_Task details_: From the listing below, set down exactly the lines between the one holding "let json = serde_json::to_value(&event).unwrap();" and the one holding "pub mod synth;", inclusive. No other line is wanted.
++++++++++
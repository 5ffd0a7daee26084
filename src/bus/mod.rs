//! Event bus for inter-component communication
//!
//! Uses tokio::sync::broadcast for pub/sub pattern. The transport publishes
//! session events here instead of calling into the router.

use serde::{Deserialize, Serialize};
use std::sync::Arc;
use tokio::sync::broadcast;

/// Event types that can be published on the bus
#[derive(Debug, Clone, PartialEq, Serialize, Deserialize)]
#[serde(tag = "type", content = "payload")]
pub enum BusEvent {
    /// Server reported the credential as expired/invalid (envelope code 401).
    /// Session auth state has already been cleared when this is published.
    SessionInvalidated { url: String },

    /// Dynamic menu routes were registered for this session
    RoutesInstalled { route_names: Vec<String> },

    /// Menu endpoint answered with a non-success code
    MenuUnavailable { code: i64 },

    /// A navigation settled on a location
    Navigated { name: String, path: String },
}

/// Event bus handle for publishing and subscribing
#[derive(Clone)]
pub struct EventBus {
    sender: broadcast::Sender<BusEvent>,
}

impl EventBus {
    /// Create a new event bus with specified capacity
    pub fn new(capacity: usize) -> Self {
        let (sender, _) = broadcast::channel(capacity);
        Self { sender }
    }

    /// Publish an event to all subscribers
    pub fn publish(&self, event: BusEvent) {
        // Ignore send errors (no subscribers)
        let _ = self.sender.send(event);
    }

    pub fn subscribe(&self) -> broadcast::Receiver<BusEvent> {
        self.sender.subscribe()
    }

    pub fn subscriber_count(&self) -> usize {
        self.sender.receiver_count()
    }
}

impl Default for EventBus {
    fn default() -> Self {
        Self::new(64)
    }
}

/// Shared event bus wrapped in Arc for thread-safe sharing
pub type SharedBus = Arc<EventBus>;

pub fn create_bus() -> SharedBus {
    Arc::new(EventBus::default())
}

#[cfg(test)]
mod tests {
    use super::*;

    #[tokio::test]
    async fn test_pubsub() {
        let bus = create_bus();
        let mut rx = bus.subscribe();

        bus.publish(BusEvent::SessionInvalidated {
            url: "/sys/user/info".to_string(),
        });

        match rx.recv().await.unwrap() {
            BusEvent::SessionInvalidated { url } => assert_eq!(url, "/sys/user/info"),
            other => panic!("Wrong event type: {:?}", other),
        }
    }

    #[tokio::test]
    async fn test_publish_without_subscribers_is_noop() {
        let bus = create_bus();
        assert_eq!(bus.subscriber_count(), 0);
        bus.publish(BusEvent::MenuUnavailable { code: 1 });
    }

    #[test]
    fn test_event_wire_shape() {
        let event = BusEvent::Navigated {
            name: "home".to_string(),
            path: "/home".to_string(),
        };
        let json = serde_json::to_value(&event).unwrap();
        assert_eq!(json["type"], "Navigated");
        assert_eq!(json["payload"]["path"], "/home");
    }
}
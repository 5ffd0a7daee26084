//! Client-side router: static and dynamic route tables, the
//! before-navigation guard and menu-driven route synthesis.

pub mod classify;
pub mod controller;
pub mod guard;
pub mod history;
pub mod menu;
pub mod route;
pub mod synth;

pub use classify::{classify, RouteKind};
pub use controller::{NavigationController, NavigationError, MAX_NAVIGATION_HOPS};
pub use guard::{enter_main, GuardDecision, GuardState};
pub use history::{History, Location, NavTarget};
pub use menu::{MenuEntry, MenuSource, NavMenu};
pub use route::{
    global_routes, main_route, RouteDefinition, RouteMatch, RouteMeta, RouteTable, RouteView,
    ViewNotFound, ViewRef, ViewRegistry, ViewResolver,
};
pub use synth::synthesize;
++++++++++
_Exercise output_:
        let json = serde_json::to_value(&event).unwrap();
        assert_eq!(json["type"], "Navigated");
        assert_eq!(json["payload"]["path"], "/home");
    }
}
repository 5ffd0a7daee26084
//! Client-side router: static and dynamic route tables, the
//! before-navigation guard and menu-driven route synthesis.

pub mod classify;
pub mod controller;
pub mod guard;
pub mod history;
pub mod menu;
pub mod route;
pub mod synth;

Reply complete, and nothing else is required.